Collection entries

· · · ·

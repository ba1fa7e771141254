//! Infrastructure layer: I/O implementations, script loading and DI container
//!
//! This layer implements I/O boundary traits and wires up services.

pub mod di;
pub mod error;
pub mod script;
pub mod traits;

pub use error::InfraError;
//! Namespaces: the command path a sub-application is mounted under

use std::fmt;
use std::path::{Component, Path};
use std::str::FromStr;

use crate::domain::error::DomainError;

/// Check that `token` can be used as a command, group or parameter name.
pub fn validate_token(token: &str) -> Result<(), DomainError> {
    let invalid = |reason: &str| DomainError::InvalidToken {
        token: token.to_string(),
        reason: reason.to_string(),
    };

    if token.is_empty() {
        return Err(invalid("must not be empty"));
    }
    if token.chars().any(char::is_whitespace) {
        return Err(invalid("must not contain whitespace"));
    }
    if token.chars().any(char::is_control) {
        return Err(invalid("must not contain control characters"));
    }
    if token.starts_with('-') {
        return Err(invalid("must not start with '-'"));
    }
    Ok(())
}

/// Ordered, non-empty sequence of command-name segments.
///
/// Derived from a script's path relative to the discovery root:
/// `db/migrate.toml` becomes `db migrate`.
#[derive(Debug, Clone, PartialEq, Eq, PartialOrd, Ord, Hash)]
pub struct Namespace(Vec<String>);

impl Namespace {
    pub fn new<I, S>(segments: I) -> Result<Self, DomainError>
    where
        I: IntoIterator<Item = S>,
        S: Into<String>,
    {
        let segments: Vec<String> = segments.into_iter().map(Into::into).collect();
        if segments.is_empty() {
            return Err(DomainError::EmptyNamespace);
        }
        for segment in &segments {
            validate_token(segment)?;
        }
        Ok(Self(segments))
    }

    /// Derive a namespace from a path relative to the discovery root.
    ///
    /// Directory components become leading segments; the file name with its
    /// extension stripped becomes the last one.
    pub fn from_relative_path(relative: &Path) -> Result<Self, DomainError> {
        let mut segments = Vec::new();
        for component in relative.components() {
            match component {
                Component::Normal(part) => segments.push(part.to_string_lossy().into_owned()),
                Component::CurDir => {}
                _ => {
                    return Err(DomainError::InvalidToken {
                        token: relative.display().to_string(),
                        reason: "path must be relative to the discovery root".to_string(),
                    })
                }
            }
        }

        if let Some(last) = segments.last_mut() {
            let stem = Path::new(last.as_str())
                .file_stem()
                .map(|s| s.to_string_lossy().into_owned())
                .unwrap_or_default();
            *last = stem;
        }

        Self::new(segments)
    }

    pub fn segments(&self) -> &[String] {
        &self.0
    }

    pub fn len(&self) -> usize {
        self.0.len()
    }

    pub fn is_empty(&self) -> bool {
        self.0.is_empty()
    }

    /// True if `self` is a strict prefix of `other`.
    pub fn is_parent_of(&self, other: &Namespace) -> bool {
        self.len() < other.len() && other.0[..self.len()] == self.0[..]
    }
}

impl fmt::Display for Namespace {
    fn fmt(&self, f: &mut fmt::Formatter<'_>) -> fmt::Result {
        write!(f, "{}", self.0.join(" "))
    }
}

impl FromStr for Namespace {
    type Err = DomainError;

    fn from_str(s: &str) -> Result<Self, Self::Err> {
        Self::new(s.split_whitespace())
    }
}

· · · ·

**Task goal**
Search the entries for the word "layer" and pick out every line that holds it.

**Response to this task**
//! Infrastructure layer: I/O implementations, script loading and DI container
//! This layer implements I/O boundary traits and wires up services.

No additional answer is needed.